# Homework 3 Problem 1

In this homework, you'll learn how to model the sentences with recurrent neural networks(RNNs). We'll provide you with basic skeleton codes for preprocessing sequences and performing sentimental analysis with RNNs. However, provided codes can be improved with some simple modifications. The purpose of this homework is to implement several advanced techniques for improving the performance of vanilla RNNs.

First, we'll import required libraries.

In [None]:
!pip install torchtext
!pip install spacy
!python -m spacy download en
import random
import time 

import torch
import torch.nn as nn
import torch.optim as optim
from torchtext import data
from torchtext import datasets

## Preprocessing

For your convenience, we will provide you with the basic preprocessing steps for handling IMDB movie dataset. For more information, see https://pytorch.org/text/

In [None]:
TEXT = data.Field(tokenize='spacy', include_lengths=True)
LABEL = data.LabelField(dtype=torch.float)
train_data, test_data = datasets.IMDB.splits(TEXT, LABEL)

In [None]:
train_data, valid_data = train_data.split(random_state=random.seed(1234))

print('Number of training examples: {:d}'.format(len(train_data)))
print('NUmber of validation examples: {:d}'.format(len(valid_data)))
print('Number of testing examples: {:d}'.format(len(test_data)))

In [None]:
TEXT.build_vocab(train_data,
                 max_size=25000)
LABEL.build_vocab(train_data)
# Tokens include <unk> and <pad>
print('Unique tokens in text vocabulary: {:d}'.format(len(TEXT.vocab)))
# Label is either positive or negative
print('Unique tokens in label vocabulary: {:d}'.format(len(LABEL.vocab)))

In [None]:
device = torch.device('cuda:1' if torch.cuda.is_available() else 'cpu')
batch_size = 64
train_iterator, valid_iterator, test_iterator = data.BucketIterator.splits(
    (train_data, valid_data, test_data),
    batch_size=batch_size,
    sort_within_batch=False,
    device=device)

In [None]:
# Note that the sequence is padded with <PAD>(=1) tokens after the sequence ends.
for batch in train_iterator:
    text, text_length = batch.text
    break

print(text[:, -1])
print(text[-10:, -1])
print(text_length[-1])

In [None]:
# We will re-load dataset since we already loaded one batch in above cell.
device = torch.device('cuda:1' if torch.cuda.is_available() else 'cpu')
batch_size = 64
train_iterator, valid_iterator, test_iterator = data.BucketIterator.splits(
    (train_data, valid_data, test_data),
    batch_size=batch_size,
    sort_within_batch=True,
    device=device)

# Problems

We will provide you with skeleton codes for training RNNs below. Run this code and you'll notice that the training / validation performance is not better than random guessing (50\~60%).
In this homework, you'll have to improve the performance of this network above 80% with several techniques commonly used in RNNs. **Please provide your answer in your report and attach notebook file which contains source code for below techniques.**

(a) (3pt) Look at the shape of tensor `hidden` and `embedded`. Have you noticed what is the problem? Explain what is the issue and report the test performance when you fix the issue. (Hint: This is related to the length of sequences. See how sequence is padded. You may use `nn.utils.rnn.pack_padded_sequence`.)

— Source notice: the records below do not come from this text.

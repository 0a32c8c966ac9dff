use bigdecimal::BigDecimal;
use chrono::NaiveDate;
use serde::Serialize;
use sqlx::FromRow;

#[derive(Debug, Clone, Serialize, FromRow)]
pub struct StockPrice {
    pub id: i64,
    pub symbol: String,
    pub date: NaiveDate,
    pub open: Option<BigDecimal>,
    pub high: Option<BigDecimal>,
    pub low: Option<BigDecimal>,
    pub close: Option<BigDecimal>,
    pub adj_close: Option<BigDecimal>,
    pub volume: Option<i64>,
}
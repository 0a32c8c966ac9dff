use bigdecimal::BigDecimal;
use chrono::NaiveDate;
use sqlx::PgPool;
use uuid::Uuid;

use crate::db;
use crate::errors::AppError;
use crate::models::{CreateHolding, Holding, NewHolding, StockSymbol};
use crate::services::portfolio_service;

pub async fn list_for_portfolio(pool: &PgPool, portfolio_id: Option<Uuid>) -> Result<Vec<Holding>, AppError> {
    let portfolio_id = portfolio_id
        .ok_or_else(|| AppError::Validation("Missing portfolioId query parameter".into()))?;
    let holdings = db::holding_queries::fetch_for_portfolio(pool, portfolio_id).await?;
    Ok(holdings)
}

/// Checks presence and sign of every field. Zero quantity or price counts
/// as missing.
pub fn validate(input: CreateHolding) -> Result<NewHolding, AppError> {
    let zero = BigDecimal::from(0);
    let symbol = input
        .stock_symbol
        .map(|s| s.trim().to_string())
        .filter(|s| !s.is_empty());

    match (input.portfolio_id, symbol, input.purchase_date, input.quantity, input.price) {
        (Some(portfolio_id), Some(stock_symbol), Some(purchase_date), Some(quantity), Some(price))
            if quantity > zero && price > zero =>
        {
            Ok(NewHolding {
                portfolio_id,
                stock_symbol,
                purchase_date,
                quantity,
                price,
            })
        }
        _ => Err(AppError::Validation("Missing required fields".into())),
    }
}

/// A purchase date is acceptable when the symbol has no history at all, or
/// when history exists for that exact date.
pub fn check_purchase_date(symbol: &str, purchase_date: NaiveDate, known_dates: &[NaiveDate]) -> Result<(), AppError> {
    match known_dates.first() {
        None => Ok(()),
        Some(_) if known_dates.contains(&purchase_date) => Ok(()),
        Some(latest) => Err(AppError::Validation(format!(
            "No stock data available for {} on {}. The latest available date is {}.",
            symbol, purchase_date, latest
        ))),
    }
}

pub async fn create(pool: &PgPool, input: CreateHolding) -> Result<Holding, AppError> {
    let new_holding = validate(input)?;

    portfolio_service::fetch_one(pool, new_holding.portfolio_id).await?;

    let known_dates = db::snapshot_queries::fetch_trade_dates(pool, &new_holding.stock_symbol, None).await?;
    check_purchase_date(&new_holding.stock_symbol, new_holding.purchase_date, &known_dates)?;

    let holding = db::holding_queries::insert(pool, Holding::new(new_holding)).await?;
    Ok(holding)
}

/// Most recent trade dates for a symbol, newest first.
pub async fn trade_dates(pool: &PgPool, symbol: &str, limit: i64) -> Result<Vec<NaiveDate>, AppError> {
    let dates = db::snapshot_queries::fetch_trade_dates(pool, symbol.trim(), Some(limit)).await?;
    Ok(dates)
}

pub async fn symbols(pool: &PgPool) -> Result<Vec<StockSymbol>, AppError> {
    let symbols = db::snapshot_queries::fetch_symbols(pool).await?;
    Ok(symbols)
}
use serde::{Deserialize, Serialize};

/// Dashboard ticker entry. Every numeric field is `None` when the quote for
/// that symbol could not be fetched.
#[derive(Debug, Clone, PartialEq, Serialize, Deserialize)]
#[serde(rename_all = "camelCase")]
pub struct IndexQuote {
    pub name: String,
    pub symbol: String,
    pub price: Option<f64>,
    pub change: Option<f64>,
    pub percent_change: Option<f64>,
}

impl IndexQuote {
    pub fn unavailable(symbol: &str, name: &str) -> Self {
        Self {
            name: name.to_string(),
            symbol: symbol.to_string(),
            price: None,
            change: None,
            percent_change: None,
        }
    }
}
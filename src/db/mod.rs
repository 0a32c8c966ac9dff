pub mod user_queries;
pub mod portfolio_queries;
pub mod holding_queries;
pub mod stock_price_queries;
pub mod snapshot_queries;
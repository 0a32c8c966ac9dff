use std::time::Duration;

use async_trait::async_trait;
use thiserror::Error;

use crate::services::trade_date::TradeDate;

#[derive(Debug, Error)]
pub enum BhavcopyError {
    #[error("network error: {0}")]
    Network(String),

    #[error("bad response: {0}")]
    BadResponse(String),

    #[error("bhavcopy not published for {0}")]
    NotFound(String),
}

/// Where end-of-day CSV files come from.
#[async_trait]
pub trait BhavcopySource: Send + Sync {
    async fn fetch(&self, trade_date: &TradeDate) -> Result<Vec<u8>, BhavcopyError>;
}

pub struct BseBhavcopyClient {
    client: reqwest::Client,
    base_url: String,
}

impl BseBhavcopyClient {
    pub fn new(base_url: &str, timeout_secs: u64) -> Result<Self, BhavcopyError> {
        // bseindia.com rejects requests without a browser-like agent
        let client = reqwest::Client::builder()
            .user_agent("Mozilla/5.0 (compatible; BsePortfolio/0.1)")
            .timeout(Duration::from_secs(timeout_secs))
            .build()
            .map_err(|e| BhavcopyError::Network(e.to_string()))?;

        Ok(Self {
            client,
            base_url: base_url.trim_end_matches('/').to_string(),
        })
    }

    pub fn file_url(&self, trade_date: &TradeDate) -> String {
        format!(
            "{}/BhavCopy_BSE_CM_0_0_0_{}_F_0000.CSV",
            self.base_url,
            trade_date.stamp()
        )
    }
}

#[async_trait]
impl BhavcopySource for BseBhavcopyClient {
    async fn fetch(&self, trade_date: &TradeDate) -> Result<Vec<u8>, BhavcopyError> {
        let url = self.file_url(trade_date);
        tracing::info!("Downloading bhavcopy from {}", url);

        let resp = self
            .client
            .get(&url)
            .send()
            .await
            .map_err(|e| BhavcopyError::Network(e.to_string()))?;

        if resp.status() == reqwest::StatusCode::NOT_FOUND {
            return Err(BhavcopyError::NotFound(trade_date.iso()));
        }
        if !resp.status().is_success() {
            return Err(BhavcopyError::BadResponse(format!("HTTP {}", resp.status())));
        }

        let body = resp
            .bytes()
            .await
            .map_err(|e| BhavcopyError::Network(e.to_string()))?;

        Ok(body.to_vec())
    }
}
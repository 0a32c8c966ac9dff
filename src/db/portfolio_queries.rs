use sqlx::PgPool;
use uuid::Uuid;

use crate::models::Portfolio;

pub async fn fetch_for_user(pool: &PgPool, user_id: Uuid) -> Result<Vec<Portfolio>, sqlx::Error> {
    sqlx::query_as::<_, Portfolio>(
        "SELECT id, name, user_id, created_at
         FROM portfolios
         WHERE user_id = $1
         ORDER BY created_at ASC",
    )
    .bind(user_id)
    .fetch_all(pool)
    .await
}

pub async fn fetch_one(pool: &PgPool, id: Uuid) -> Result<Option<Portfolio>, sqlx::Error> {
    sqlx::query_as::<_, Portfolio>(
        "SELECT id, name, user_id, created_at
         FROM portfolios
         WHERE id = $1",
    )
    .bind(id)
    .fetch_optional(pool)
    .await
}

pub async fn insert(pool: &PgPool, input: Portfolio) -> Result<Portfolio, sqlx::Error> {
    sqlx::query_as::<_, Portfolio>(
        "INSERT INTO portfolios (id, name, user_id, created_at)
         VALUES ($1, $2, $3, $4)
         RETURNING id, name, user_id, created_at",
    )
    .bind(input.id)
    .bind(input.name)
    .bind(input.user_id)
    .bind(input.created_at)
    .fetch_one(pool)
    .await
}

/// Holdings go with it through `ON DELETE CASCADE`.
pub async fn delete_owned(pool: &PgPool, id: Uuid, user_id: Uuid) -> Result<u64, sqlx::Error> {
    let result = sqlx::query("DELETE FROM portfolios WHERE id = $1 AND user_id = $2")
        .bind(id)
        .bind(user_id)
        .execute(pool)
        .await?;
    Ok(result.rows_affected())
}
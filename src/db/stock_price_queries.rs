use sqlx::PgPool;

use crate::models::StockPrice;

pub async fn fetch_recent(pool: &PgPool, limit: i64) -> Result<Vec<StockPrice>, sqlx::Error> {
    sqlx::query_as::<_, StockPrice>(
        "SELECT id, symbol, date, open, high, low, close, adj_close, volume
         FROM stock_prices
         ORDER BY date DESC
         LIMIT $1",
    )
    .bind(limit)
    .fetch_all(pool)
    .await
}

(b) (3pt) Use different architectures, such as LSTM or GRU, and report the test performance. "Do not" change hyperparameters from (a), such as batch_size, hidden_dim,...

Now, try to use below techniques to further improve the performance of provided source codes. Compare the test performance of each component with/without it.

(c) (1pt) For now, the number of layers in RNN is 1. Try to stack more layers, up to 3.

(d) (1pt) Use bidirectional RNNs.

(e) (1pt) Use dropout for regularization with stacked layers (recommended: 3 layers and dropout rate 0.5).

(f) (1pt) Finally, apply all techniques and have an enough time to play with introduced techniques (e.g., changing hyperparameters, train more epochs, try other techniques you know, ...). Report the final test performance with your implementation and hyperparameter choice. Please note that this is not a competition assignment. We will not evaluate your assignment strictly!

In [None]:
class SimpleRNN(nn.Module):
    def __init__(self, input_dim, embedding_dim, hidden_dim, output_dim, pad_idx):
        super(SimpleRNN, self).__init__()
        self.embedding = nn.Embedding(input_dim, embedding_dim, padding_idx=pad_idx)
        self.rnn = nn.RNN(embedding_dim,
                           hidden_dim)
        self.fc = nn.Linear(hidden_dim, output_dim)

    def forward(self, text, text_lengths):
        embedded = self.embedding(text)
        output, hidden = self.rnn(embedded)
        hidden = hidden[-1]
        return self.fc(hidden.squeeze(0))

In [None]:
def binary_accuracy(preds, y):
    rounded_preds = torch.round(torch.sigmoid(preds))
    correct = (rounded_preds == y).float()
    acc = correct.sum() / len(correct)
    return acc

In [None]:
input_dim = len(TEXT.vocab)
embedding_dim = 100 
hidden_dim = 128
output_dim = 1
num_epochs = 10
val_iter = 1
pad_idx = TEXT.vocab.stoi[TEXT.pad_token]

model = SimpleRNN(input_dim, embedding_dim, hidden_dim, output_dim, pad_idx)

In [None]:
optimizer = optim.Adam(model.parameters())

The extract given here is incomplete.